(Collected data entries)

·····

//! File system operations (read, write, move, directory).

use anyhow::{Context, Result};
use std::fs;
use std::path::Path;

use super::RealRuntime;

impl RealRuntime {
    #[tracing::instrument(skip(self, contents))]
    pub(crate) fn write_impl(&self, path: &Path, contents: &[u8]) -> Result<()> {
        fs::write(path, contents).with_context(|| format!("Failed to write to {:?}", path))?;
        Ok(())
    }

    #[tracing::instrument(skip(self))]
    pub(crate) fn read_to_string_impl(&self, path: &Path) -> Result<String> {
        fs::read_to_string(path).with_context(|| format!("Failed to read {:?}", path))
    }

    #[tracing::instrument(skip(self))]
    pub(crate) fn rename_impl(&self, from: &Path, to: &Path) -> Result<()> {
        fs::rename(from, to).with_context(|| format!("Failed to move {:?} to {:?}", from, to))?;
        Ok(())
    }

    #[tracing::instrument(skip(self))]
    pub(crate) fn create_dir_all_impl(&self, path: &Path) -> Result<()> {
        fs::create_dir_all(path)
            .with_context(|| format!("Failed to create directory {:?}", path))?;
        Ok(())
    }

    #[tracing::instrument(skip(self))]
    pub(crate) fn remove_file_impl(&self, path: &Path) -> Result<()> {
        fs::remove_file(path).with_context(|| format!("Failed to remove file {:?}", path))?;
        Ok(())
    }

    #[tracing::instrument(skip(self))]
    pub(crate) fn remove_dir_all_impl(&self, path: &Path) -> Result<()> {
        fs::remove_dir_all(path)
            .with_context(|| format!("Failed to remove directory {:?}", path))?;
        Ok(())
    }

    #[tracing::instrument(skip(self))]
    pub(crate) fn exists_impl(&self, path: &Path) -> bool {
        path.exists()
    }

    #[tracing::instrument(skip(self))]
    pub(crate) fn is_dir_impl(&self, path: &Path) -> bool {
        path.is_dir()
    }
}
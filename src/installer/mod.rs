//! Installation engine - moves package content in and out of a project.
//!
//! Both operations take the current [`Manifest`](crate::project::Manifest) by reference and hand back
//! the updated value. Persisting it is the caller's job, once per command.

mod install;
mod remove;

pub use remove::remove;

use anyhow::Result;
use log::debug;

use crate::error::KjspkgError;
use crate::fetch::Fetcher;
use crate::project::{Category, ProjectLayout};
use crate::registry::Registry;
use crate::runtime::Runtime;

pub struct Installer<'a, R: Runtime, G: Registry, F: Fetcher> {
    runtime: &'a R,
    registry: &'a G,
    fetcher: &'a F,
    layout: ProjectLayout,
}

impl<'a, R: Runtime, G: Registry, F: Fetcher> Installer<'a, R, G, F> {
    pub fn new(runtime: &'a R, registry: &'a G, fetcher: &'a F, layout: ProjectLayout) -> Self {
        Self {
            runtime,
            registry,
            fetcher,
            layout,
        }
    }

    pub fn layout(&self) -> &ProjectLayout {
        &self.layout
    }
}

/// Package names become path segments, so they must be a single plain component.
pub fn validate_name(name: &str) -> Result<(), KjspkgError> {
    let is_plain = !name.is_empty()
        && name != "."
        && name != ".."
        && !name.chars().any(|c| c == '/' || c == '\\' || c == ':' || c.is_control());
    if is_plain {
        Ok(())
    } else {
        Err(KjspkgError::InvalidPackageName(name.to_string()))
    }
}

/// Delete the folder `name` owns in every category. Missing folders are fine.
pub fn remove_package_files<R: Runtime>(
    runtime: &R,
    layout: &ProjectLayout,
    name: &str,
) -> Result<()> {
    validate_name(name)?;
    for category in Category::ALL {
        let package_dir = layout.package_dir(category, name);
        if runtime.exists(&package_dir) {
            debug!("Removing {:?}", package_dir);
            runtime.remove_dir_all(&package_dir)?;
        }
    }
    Ok(())
}
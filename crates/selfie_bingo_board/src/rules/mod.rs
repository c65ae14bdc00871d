//! Win-condition rules for the bingo board.
//!
//! Pure functions over a [`Board`](crate::Board) snapshot. Only images
//! count towards completion; names are irrelevant here.

mod lines;
mod win;

pub use lines::{
    is_column_complete, is_corner_complete, is_full_house, is_row_complete, COLUMNS, CORNERS,
    ROWS,
};
pub use win::{detect, satisfied, Completion};
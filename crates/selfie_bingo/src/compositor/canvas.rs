//! Sequential drawing into the composed raster.

use super::error::ComposeError;
use super::layout::GridLayout;
use font8x8::{BASIC_FONTS, LATIN_FONTS, UnicodeFonts};
use image::imageops::{self, FilterType};
use image::{DynamicImage, Rgba, RgbaImage};
use selfie_bingo_board::Position;
use tracing::{debug, instrument};

const BACKGROUND: Rgba<u8> = Rgba([255, 255, 255, 255]);
const INK: Rgba<u8> = Rgba([0, 0, 0, 255]);
const GLYPH_SIZE: u32 = 8;

/// Output raster being filled tile by tile.
///
/// [`finish`](Self::finish) consumes the canvas, so the finished raster
/// is handed out at most once.
pub struct GridCanvas {
    layout: GridLayout,
    raster: RgbaImage,
    label_scale: u32,
    drawn: usize,
}

impl GridCanvas {
    /// Allocates a white raster sized by `layout`.
    #[instrument]
    pub fn new(layout: GridLayout, label_scale: u32) -> Self {
        let raster = RgbaImage::from_pixel(layout.width(), layout.height(), BACKGROUND);
        Self {
            layout,
            raster,
            label_scale: label_scale.max(1),
            drawn: 0,
        }
    }

    /// Number of tiles drawn so far.
    pub fn drawn(&self) -> usize {
        self.drawn
    }

    /// Draws an image scaled to the tile width at the top of its cell.
    #[instrument(skip(self, image), fields(width = image.width(), height = image.height()))]
    pub fn draw_image(&mut self, pos: Position, image: &DynamicImage) {
        let (x, y) = self.layout.cell_origin(pos);
        let width = self.layout.tile_width();
        let height = GridLayout::scaled_height(image.width(), image.height(), width);
        let scaled = imageops::resize(&image.to_rgba8(), width, height, FilterType::Triangle);
        imageops::overlay(&mut self.raster, &scaled, i64::from(x), i64::from(y));
        self.drawn += 1;
        debug!(tile = pos.number(), height, "Drew image");
    }

    /// Paints the cell background and centres `label` in it.
    #[instrument(skip(self))]
    pub fn draw_placeholder(&mut self, pos: Position, label: &str) {
        let (x, y) = self.layout.cell_origin(pos);
        let (w, h) = self.layout.cell_size(pos);
        self.fill(x, y, w, h, BACKGROUND);
        self.draw_label(x, y, w, h, label);
        self.drawn += 1;
        debug!(tile = pos.number(), "Drew placeholder");
    }

    /// Returns the raster once all nine tiles have been drawn.
    ///
    /// # Errors
    ///
    /// Returns [`ComposeError::Incomplete`] if fewer than nine were drawn.
    pub fn finish(self) -> Result<RgbaImage, ComposeError> {
        if self.drawn != 9 {
            return Err(ComposeError::Incomplete(self.drawn));
        }
        Ok(self.raster)
    }

    fn fill(&mut self, x: u32, y: u32, w: u32, h: u32, color: Rgba<u8>) {
        let x_end = (x + w).min(self.raster.width());
        let y_end = (y + h).min(self.raster.height());
        for py in y..y_end {
            for px in x..x_end {
                self.raster.put_pixel(px, py, color);
            }
        }
    }

    /// Renders `text` with the 8x8 bitmap font, scaled up to fit the cell.
    fn draw_label(&mut self, x: u32, y: u32, w: u32, h: u32, text: &str) {
        let max_chars = (w / GLYPH_SIZE) as usize;
        let glyphs: Vec<[u8; 8]> = text.chars().take(max_chars).map(glyph).collect();
        if glyphs.is_empty() {
            return;
        }

        let count = glyphs.len() as u32;
        let fit_width = w / (count * GLYPH_SIZE);
        let fit_height = h / GLYPH_SIZE;
        let scale = fit_width.min(fit_height).min(self.label_scale).max(1);

        let text_w = count * GLYPH_SIZE * scale;
        let text_h = GLYPH_SIZE * scale;
        let left = x + w.saturating_sub(text_w) / 2;
        let top = y + h.saturating_sub(text_h) / 2;

        for (i, bitmap) in glyphs.iter().enumerate() {
            let glyph_left = left + i as u32 * GLYPH_SIZE * scale;
            for (row, bits) in bitmap.iter().enumerate() {
                for col in 0..GLYPH_SIZE {
                    if bits & (1 << col) != 0 {
                        self.fill(
                            glyph_left + col * scale,
                            top + row as u32 * scale,
                            scale,
                            scale,
                            INK,
                        );
                    }
                }
            }
        }
    }
}

fn glyph(c: char) -> [u8; 8] {
    BASIC_FONTS
        .get(c)
        .or_else(|| LATIN_FONTS.get(c))
        .or_else(|| BASIC_FONTS.get('?'))
        .unwrap_or([0; 8])
}

#[cfg(test)]
mod tests {
    use super::*;

    fn layout() -> GridLayout {
        GridLayout::compute(&[None; 9], 64, 32)
    }

    #[test]
    fn test_finish_requires_all_tiles() {
        let mut canvas = GridCanvas::new(layout(), 2);
        canvas.draw_placeholder(Position::TopLeft, "?");
        assert_eq!(canvas.finish().err(), Some(ComposeError::Incomplete(1)));
    }

    #[test]
    fn test_placeholder_label_has_ink_inside_cell() {
        let mut canvas = GridCanvas::new(layout(), 2);
        for pos in Position::ALL {
            canvas.draw_placeholder(pos, if pos == Position::Center { "Ada" } else { "" });
        }
        let raster = canvas.finish().expect("complete");

        let ink_in = |x0: u32, y0: u32| {
            (y0..y0 + 32).any(|y| (x0..x0 + 64).any(|x| raster.get_pixel(x, y) == &INK))
        };
        assert!(ink_in(64, 32), "center cell should carry the label");
        assert!(!ink_in(0, 0), "empty label draws nothing");
    }

    #[test]
    fn test_image_drawn_at_cell_origin() {
        let mut sizes = [None; 9];
        sizes[4] = Some((2, 2));
        let layout = GridLayout::compute(&sizes, 10, 5);
        let mut canvas = GridCanvas::new(layout, 1);
        let red = DynamicImage::ImageRgba8(RgbaImage::from_pixel(2, 2, Rgba([255, 0, 0, 255])));
        canvas.draw_image(Position::Center, &red);
        assert_eq!(canvas.drawn(), 1);
        assert_eq!(canvas.raster.get_pixel(15, 7), &Rgba([255, 0, 0, 255]));
        assert_eq!(canvas.raster.get_pixel(5, 2), &BACKGROUND);
    }
}
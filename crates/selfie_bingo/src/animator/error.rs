//! Animation error types.

use derive_more::{Display, Error};
use tracing::instrument;

/// Celebration failure with location tracking.
///
/// Raised when the presentation surface rejects a step.
#[derive(Debug, Clone, Display, Error)]
#[display("Animation error: {} at {}:{}", message, file, line)]
pub struct AnimationError {
    /// Error message.
    pub message: String,
    /// Line number where error occurred.
    pub line: u32,
    /// Source file where error occurred.
    pub file: &'static str,
}

impl AnimationError {
    /// Creates a new animation error with caller location tracking.
    #[track_caller]
    #[instrument(skip(message))]
    pub fn new(message: impl Into<String>) -> Self {
        let loc = std::panic::Location::caller();
        Self {
            message: message.into(),
            line: loc.line(),
            file: loc.file(),
        }
    }

    /// Wraps a surface failure for the named step.
    #[track_caller]
    pub fn surface(step: &str, err: anyhow::Error) -> Self {
        Self::new(format!("Surface failed to {}: {:#}", step, err))
    }
}
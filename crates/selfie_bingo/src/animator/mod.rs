//! Celebration animator.
//!
//! Sequences per-tile flips with a fixed stagger, reveals an overlay, and
//! unflips the tiles again in reverse order. Presentation is delegated to
//! a [`CelebrationSurface`].

mod celebration;
mod engine;
mod error;
mod surface;

pub use celebration::{AnimationTiming, Celebration, CelebrationReport};
pub use engine::{AnimatorState, CelebrationAnimator, Direction};
pub use error::AnimationError;
pub use surface::{CelebrationSurface, Easing, OverlayArtifact, SlideIn, VisualState};
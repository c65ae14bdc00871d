//! Game configuration loaded from TOML.

use crate::animator::{AnimationTiming, Easing};
use crate::capture::CaptureTarget;
use crate::compositor::CompositorSettings;
use derive_getters::Getters;
use derive_more::{Display, Error};
use derive_setters::Setters;
use serde::{Deserialize, Serialize};
use std::path::{Path, PathBuf};
use std::time::Duration;
use tracing::{debug, info, instrument};

/// Configuration for a bingo session.
#[derive(Debug, Clone, PartialEq, Getters, Setters, Serialize, Deserialize)]
#[setters(prefix = "with_")]
pub struct BingoConfig {
    /// Width of one tile in the composed image, in pixels.
    #[serde(default = "default_tile_width")]
    tile_width: u32,

    /// Height of a row band that holds no images.
    #[serde(default = "default_placeholder_height")]
    placeholder_height: u32,

    /// Largest integer scale for placeholder labels.
    #[serde(default = "default_label_scale")]
    label_scale: u32,

    /// Delay between consecutive tile flips, in milliseconds.
    #[serde(default = "default_stagger_ms")]
    stagger_ms: u64,

    /// Overlay slide-in duration, in milliseconds.
    #[serde(default = "default_reveal_ms")]
    reveal_ms: u64,

    /// Easing curve for the overlay slide.
    #[serde(default)]
    easing: Easing,

    /// Per-image load timeout in milliseconds (`0` waits forever).
    #[serde(default = "default_load_timeout_ms")]
    load_timeout_ms: u64,

    /// Captured photo bounding width.
    #[serde(default = "default_capture_size")]
    capture_width: u32,

    /// Captured photo bounding height.
    #[serde(default = "default_capture_size")]
    capture_height: u32,

    /// JPEG quality for captured photos (1-100).
    #[serde(default = "default_capture_quality")]
    capture_quality: u8,

    /// Hashtag used in the share caption, without `#`.
    #[serde(default = "default_hashtag")]
    hashtag: String,

    /// SQLite database holding tile entries.
    #[serde(default = "default_db_path")]
    db_path: String,

    /// Directory receiving shared images.
    #[serde(default = "default_output_dir")]
    output_dir: PathBuf,
}

fn default_tile_width() -> u32 {
    200
}

fn default_placeholder_height() -> u32 {
    200
}

fn default_label_scale() -> u32 {
    3
}

fn default_stagger_ms() -> u64 {
    350
}

fn default_reveal_ms() -> u64 {
    2000
}

fn default_load_timeout_ms() -> u64 {
    30_000
}

fn default_capture_size() -> u32 {
    200
}

fn default_capture_quality() -> u8 {
    80
}

fn default_hashtag() -> String {
    "bingo".to_string()
}

fn default_db_path() -> String {
    "selfie_bingo.db".to_string()
}

fn default_output_dir() -> PathBuf {
    PathBuf::from("shared")
}

impl Default for BingoConfig {
    fn default() -> Self {
        Self {
            tile_width: default_tile_width(),
            placeholder_height: default_placeholder_height(),
            label_scale: default_label_scale(),
            stagger_ms: default_stagger_ms(),
            reveal_ms: default_reveal_ms(),
            easing: Easing::default(),
            load_timeout_ms: default_load_timeout_ms(),
            capture_width: default_capture_size(),
            capture_height: default_capture_size(),
            capture_quality: default_capture_quality(),
            hashtag: default_hashtag(),
            db_path: default_db_path(),
            output_dir: default_output_dir(),
        }
    }
}

impl BingoConfig {
    /// Loads configuration from a TOML file.
    #[instrument(skip(path), fields(path = %path.as_ref().display()))]
    pub fn from_file(path: impl AsRef<Path>) -> Result<Self, ConfigError> {
        debug!("Loading config from file");
        let content = std::fs::read_to_string(path.as_ref())
            .map_err(|e| ConfigError::new(format!("Failed to read config file: {}", e)))?;
        Self::from_toml(&content)
    }

    /// Parses configuration from TOML text.
    #[instrument(skip(content))]
    pub fn from_toml(content: &str) -> Result<Self, ConfigError> {
        let config: Self = toml::from_str(content)
            .map_err(|e| ConfigError::new(format!("Failed to parse config: {}", e)))?;
        config.validate()?;
        info!(tile_width = config.tile_width, db_path = %config.db_path, "Config loaded");
        Ok(config)
    }

    /// Loads the file if it exists, otherwise returns defaults.
    #[instrument(skip(path), fields(path = %path.as_ref().display()))]
    pub fn load_or_default(path: impl AsRef<Path>) -> Result<Self, ConfigError> {
        if path.as_ref().exists() {
            Self::from_file(path)
        } else {
            debug!("Config file not found, using defaults");
            Ok(Self::default())
        }
    }

    fn validate(&self) -> Result<(), ConfigError> {
        if self.tile_width == 0 || self.placeholder_height == 0 {
            return Err(ConfigError::new(
                "tile_width and placeholder_height must be positive".to_string(),
            ));
        }
        if !(1..=100).contains(&self.capture_quality) {
            return Err(ConfigError::new(format!(
                "capture_quality must be 1-100, got {}",
                self.capture_quality
            )));
        }
        Ok(())
    }

    /// Animation timing derived from this config.
    pub fn animation_timing(&self) -> AnimationTiming {
        AnimationTiming::new(
            Duration::from_millis(self.stagger_ms),
            Duration::from_millis(self.reveal_ms),
            self.easing,
        )
    }

    /// Compositor settings derived from this config.
    pub fn compositor_settings(&self) -> CompositorSettings {
        let load_timeout =
            (self.load_timeout_ms > 0).then(|| Duration::from_millis(self.load_timeout_ms));
        CompositorSettings::new(
            self.tile_width,
            self.placeholder_height,
            self.label_scale.max(1),
            load_timeout,
        )
    }

    /// Capture target derived from this config.
    pub fn capture_target(&self) -> CaptureTarget {
        CaptureTarget::new(self.capture_width, self.capture_height, self.capture_quality)
    }
}

/// Configuration error.
#[derive(Debug, Clone, Display, Error)]
#[display("Config error: {} at {}:{}", message, file, line)]
pub struct ConfigError {
    /// Error message.
    pub message: String,
    /// Line number where error occurred.
    pub line: u32,
    /// Source file where error occurred.
    pub file: &'static str,
}

impl ConfigError {
    /// Creates a new configuration error.
    #[track_caller]
    #[instrument(skip(message))]
    pub fn new(message: String) -> Self {
        let loc = std::panic::Location::caller();
        Self {
            message,
            line: loc.line(),
            file: loc.file(),
        }
    }
}

#[cfg(test)]
mod tests {
    use super::*;

    #[test]
    fn test_empty_toml_uses_defaults() {
        let config = BingoConfig::from_toml("").expect("parse");
        assert_eq!(config, BingoConfig::default());
        assert_eq!(*config.stagger_ms(), 350);
        assert_eq!(*config.reveal_ms(), 2000);
    }

    #[test]
    fn test_overrides() {
        let config = BingoConfig::from_toml(
            "tile_width = 120\nhashtag = \"chi2016\"\neasing = \"linear\"\nload_timeout_ms = 0\n",
        )
        .expect("parse");
        assert_eq!(*config.tile_width(), 120);
        assert_eq!(config.hashtag(), "chi2016");
        assert_eq!(*config.easing(), Easing::Linear);
        assert_eq!(config.compositor_settings().load_timeout(), &None);
    }

    #[test]
    fn test_rejects_zero_tile_width() {
        assert!(BingoConfig::from_toml("tile_width = 0").is_err());
    }

    #[test]
    fn test_setters_chain() {
        let config = BingoConfig::default()
            .with_stagger_ms(10)
            .with_hashtag("party".to_string());
        assert_eq!(config.animation_timing().stagger(), &Duration::from_millis(10));
        assert_eq!(config.hashtag(), "party");
    }
}
//! SQLite-backed tile store.

use diesel::prelude::*;
use diesel_migrations::{EmbeddedMigrations, MigrationHarness, embed_migrations};
use tracing::{debug, info, instrument};

use super::models::TileEntry;
use super::{StoreError, TileStore, schema};

const MIGRATIONS: EmbeddedMigrations = embed_migrations!("migrations");

/// Tile store persisting entries in a SQLite key/value table.
#[derive(Debug, Clone)]
pub struct SqliteTileStore {
    db_path: String,
}

impl SqliteTileStore {
    /// Opens the database at the given path, applying pending migrations.
    ///
    /// Use `":memory:"` only for throwaway checks: every call opens a new
    /// connection, so an in-memory database does not survive between calls.
    ///
    /// # Errors
    ///
    /// Returns [`StoreError`] if the database cannot be opened or migrated.
    #[instrument(skip(db_path), fields(db_path = %db_path.as_ref()))]
    pub fn open(db_path: impl AsRef<str>) -> Result<Self, StoreError> {
        let db_path = db_path.as_ref().to_string();
        info!(path = %db_path, "Opening SqliteTileStore");
        let store = Self { db_path };

        let mut conn = store.connection()?;
        let applied = conn
            .run_pending_migrations(MIGRATIONS)
            .map_err(|e| StoreError::new(format!("Migrations failed: {}", e)))?;
        debug!(count = applied.len(), "Migrations applied");

        Ok(store)
    }

    /// Path of the underlying database file.
    pub fn db_path(&self) -> &str {
        &self.db_path
    }

    /// Establishes a database connection.
    #[instrument(skip(self))]
    fn connection(&self) -> Result<SqliteConnection, StoreError> {
        debug!(path = %self.db_path, "Establishing connection");
        SqliteConnection::establish(&self.db_path).map_err(|e| {
            StoreError::new(format!("Failed to connect to '{}': {}", self.db_path, e))
        })
    }
}

impl TileStore for SqliteTileStore {
    #[instrument(skip(self))]
    fn get(&self, key: &str) -> Result<Option<String>, StoreError> {
        let mut conn = self.connection()?;

        let value = schema::tile_entries::table
            .find(key)
            .select(schema::tile_entries::value)
            .first::<String>(&mut conn)
            .optional()?;

        debug!(found = value.is_some(), "Entry looked up");
        Ok(value)
    }

    #[instrument(skip(self, value), fields(len = value.len()))]
    fn set(&self, key: &str, value: &str) -> Result<(), StoreError> {
        let mut conn = self.connection()?;

        let entry = TileEntry::new(key.to_string(), value.to_string());
        diesel::replace_into(schema::tile_entries::table)
            .values(&entry)
            .execute(&mut conn)?;

        debug!("Entry written");
        Ok(())
    }
}
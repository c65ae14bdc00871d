//! Persistence key synthesis.

use selfie_bingo_board::Position;

/// Key holding the name of the tile at `pos` (`box<N>name`).
pub fn name_key(pos: Position) -> String {
    format!("box{}name", pos.number())
}

/// Key holding the image of the tile at `pos` (`box<N>image`).
pub fn image_key(pos: Position) -> String {
    format!("box{}image", pos.number())
}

·····

| ACTIVITY |
Show every line of the data in which the word "loaded" appears.

| RESULT |
//! Game configuration loaded from TOML.
        info!(tile_width = config.tile_width, db_path = %config.db_path, "Config loaded");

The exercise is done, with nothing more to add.